▸ **Dataset**:
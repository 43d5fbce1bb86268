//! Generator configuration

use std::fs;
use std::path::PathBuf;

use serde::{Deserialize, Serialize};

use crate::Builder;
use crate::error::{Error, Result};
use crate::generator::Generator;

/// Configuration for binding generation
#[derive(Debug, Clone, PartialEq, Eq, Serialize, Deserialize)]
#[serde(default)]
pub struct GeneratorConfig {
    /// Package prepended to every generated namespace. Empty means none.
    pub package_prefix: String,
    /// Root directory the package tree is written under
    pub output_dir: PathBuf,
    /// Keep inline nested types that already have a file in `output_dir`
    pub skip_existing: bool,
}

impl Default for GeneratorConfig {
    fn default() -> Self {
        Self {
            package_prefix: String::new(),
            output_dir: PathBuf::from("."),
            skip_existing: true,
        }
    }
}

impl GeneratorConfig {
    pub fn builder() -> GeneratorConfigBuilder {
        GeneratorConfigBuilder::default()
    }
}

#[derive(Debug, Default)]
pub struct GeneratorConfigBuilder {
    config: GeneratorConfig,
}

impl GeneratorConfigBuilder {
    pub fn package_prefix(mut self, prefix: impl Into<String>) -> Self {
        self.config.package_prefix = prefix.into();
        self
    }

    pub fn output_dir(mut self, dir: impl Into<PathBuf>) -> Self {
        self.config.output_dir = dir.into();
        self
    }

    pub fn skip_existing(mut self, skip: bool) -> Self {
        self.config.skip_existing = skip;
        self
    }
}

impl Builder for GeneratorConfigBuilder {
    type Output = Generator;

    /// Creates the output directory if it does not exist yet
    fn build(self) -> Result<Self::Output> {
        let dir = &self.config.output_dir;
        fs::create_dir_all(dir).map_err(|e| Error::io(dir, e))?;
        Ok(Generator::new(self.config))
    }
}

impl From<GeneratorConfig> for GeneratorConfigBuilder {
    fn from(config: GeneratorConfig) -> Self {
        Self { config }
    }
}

* * *

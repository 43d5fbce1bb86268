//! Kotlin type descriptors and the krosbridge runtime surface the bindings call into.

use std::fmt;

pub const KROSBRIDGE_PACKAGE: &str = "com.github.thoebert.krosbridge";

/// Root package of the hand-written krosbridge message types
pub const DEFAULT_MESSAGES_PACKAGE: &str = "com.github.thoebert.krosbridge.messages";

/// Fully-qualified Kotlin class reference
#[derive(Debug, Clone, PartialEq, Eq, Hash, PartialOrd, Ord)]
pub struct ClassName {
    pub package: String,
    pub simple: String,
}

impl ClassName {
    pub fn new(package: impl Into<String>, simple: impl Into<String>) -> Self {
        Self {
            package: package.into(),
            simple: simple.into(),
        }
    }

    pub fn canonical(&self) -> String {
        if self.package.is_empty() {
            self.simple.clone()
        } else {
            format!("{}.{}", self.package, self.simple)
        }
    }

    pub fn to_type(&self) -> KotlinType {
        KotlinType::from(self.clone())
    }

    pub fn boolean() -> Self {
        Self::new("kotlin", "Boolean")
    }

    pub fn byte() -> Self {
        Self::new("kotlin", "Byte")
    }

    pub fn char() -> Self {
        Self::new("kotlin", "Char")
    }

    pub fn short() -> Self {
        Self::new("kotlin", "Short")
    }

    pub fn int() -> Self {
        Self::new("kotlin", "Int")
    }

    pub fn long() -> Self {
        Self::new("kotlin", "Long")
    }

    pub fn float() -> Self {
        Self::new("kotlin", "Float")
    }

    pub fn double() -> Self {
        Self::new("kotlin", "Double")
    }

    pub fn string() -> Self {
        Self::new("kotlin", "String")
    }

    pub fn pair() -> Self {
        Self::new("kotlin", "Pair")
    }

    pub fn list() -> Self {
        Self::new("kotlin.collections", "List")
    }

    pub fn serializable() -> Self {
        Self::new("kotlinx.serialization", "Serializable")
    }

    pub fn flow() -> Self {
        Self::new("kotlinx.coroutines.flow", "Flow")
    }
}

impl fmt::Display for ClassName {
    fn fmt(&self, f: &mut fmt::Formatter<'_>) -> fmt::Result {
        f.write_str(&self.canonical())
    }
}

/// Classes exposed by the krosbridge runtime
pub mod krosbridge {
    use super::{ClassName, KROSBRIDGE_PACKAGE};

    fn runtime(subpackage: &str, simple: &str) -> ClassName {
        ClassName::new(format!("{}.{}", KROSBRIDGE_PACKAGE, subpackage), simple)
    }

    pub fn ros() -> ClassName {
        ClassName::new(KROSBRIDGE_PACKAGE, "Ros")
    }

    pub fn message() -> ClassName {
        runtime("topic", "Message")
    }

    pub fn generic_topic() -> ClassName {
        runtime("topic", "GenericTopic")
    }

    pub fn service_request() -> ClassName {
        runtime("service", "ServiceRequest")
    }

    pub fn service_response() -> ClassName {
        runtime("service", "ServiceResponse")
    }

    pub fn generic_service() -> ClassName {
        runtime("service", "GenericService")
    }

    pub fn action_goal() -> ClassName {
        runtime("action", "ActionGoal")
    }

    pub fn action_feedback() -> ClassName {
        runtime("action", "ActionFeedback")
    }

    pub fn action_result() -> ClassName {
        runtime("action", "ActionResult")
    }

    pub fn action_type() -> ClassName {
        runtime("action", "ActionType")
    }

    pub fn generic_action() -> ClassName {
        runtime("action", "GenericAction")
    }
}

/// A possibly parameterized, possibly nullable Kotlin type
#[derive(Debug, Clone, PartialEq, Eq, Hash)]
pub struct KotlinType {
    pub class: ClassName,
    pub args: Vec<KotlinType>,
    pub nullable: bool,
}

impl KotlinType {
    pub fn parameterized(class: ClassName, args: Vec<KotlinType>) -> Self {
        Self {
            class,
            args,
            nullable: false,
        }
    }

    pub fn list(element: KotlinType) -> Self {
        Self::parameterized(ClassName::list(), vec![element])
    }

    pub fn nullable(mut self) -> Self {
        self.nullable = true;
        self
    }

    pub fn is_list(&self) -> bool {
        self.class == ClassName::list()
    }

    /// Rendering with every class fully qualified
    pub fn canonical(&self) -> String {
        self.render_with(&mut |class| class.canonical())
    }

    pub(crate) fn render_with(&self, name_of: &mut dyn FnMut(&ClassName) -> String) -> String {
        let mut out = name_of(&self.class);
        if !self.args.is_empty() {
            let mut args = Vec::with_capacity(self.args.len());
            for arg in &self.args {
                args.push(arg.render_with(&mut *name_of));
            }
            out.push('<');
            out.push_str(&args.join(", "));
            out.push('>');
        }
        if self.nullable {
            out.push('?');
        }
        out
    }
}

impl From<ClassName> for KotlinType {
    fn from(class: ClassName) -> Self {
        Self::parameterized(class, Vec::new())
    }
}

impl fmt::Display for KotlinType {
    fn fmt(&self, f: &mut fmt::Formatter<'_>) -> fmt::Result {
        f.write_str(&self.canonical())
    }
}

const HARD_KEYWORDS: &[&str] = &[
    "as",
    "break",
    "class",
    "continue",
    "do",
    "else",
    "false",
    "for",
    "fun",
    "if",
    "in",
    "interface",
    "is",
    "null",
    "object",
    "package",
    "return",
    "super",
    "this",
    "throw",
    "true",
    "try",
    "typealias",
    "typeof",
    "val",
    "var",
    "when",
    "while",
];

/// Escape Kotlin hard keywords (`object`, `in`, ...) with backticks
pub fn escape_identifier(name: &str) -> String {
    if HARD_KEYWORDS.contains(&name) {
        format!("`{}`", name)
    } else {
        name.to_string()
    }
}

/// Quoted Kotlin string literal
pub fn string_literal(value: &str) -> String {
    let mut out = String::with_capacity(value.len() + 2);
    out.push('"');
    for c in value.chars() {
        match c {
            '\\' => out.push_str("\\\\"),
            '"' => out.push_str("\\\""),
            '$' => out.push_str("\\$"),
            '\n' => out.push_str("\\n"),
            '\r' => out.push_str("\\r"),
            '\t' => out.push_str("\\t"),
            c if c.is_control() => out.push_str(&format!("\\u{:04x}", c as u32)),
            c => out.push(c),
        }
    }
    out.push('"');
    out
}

▸ **Problem to solve**: Only the lines holding "Deserialize" are wanted, so copy each of them from the material.

▸ **Your response**:
use serde::{Deserialize, Serialize};
#[derive(Debug, Clone, PartialEq, Eq, Serialize, Deserialize)]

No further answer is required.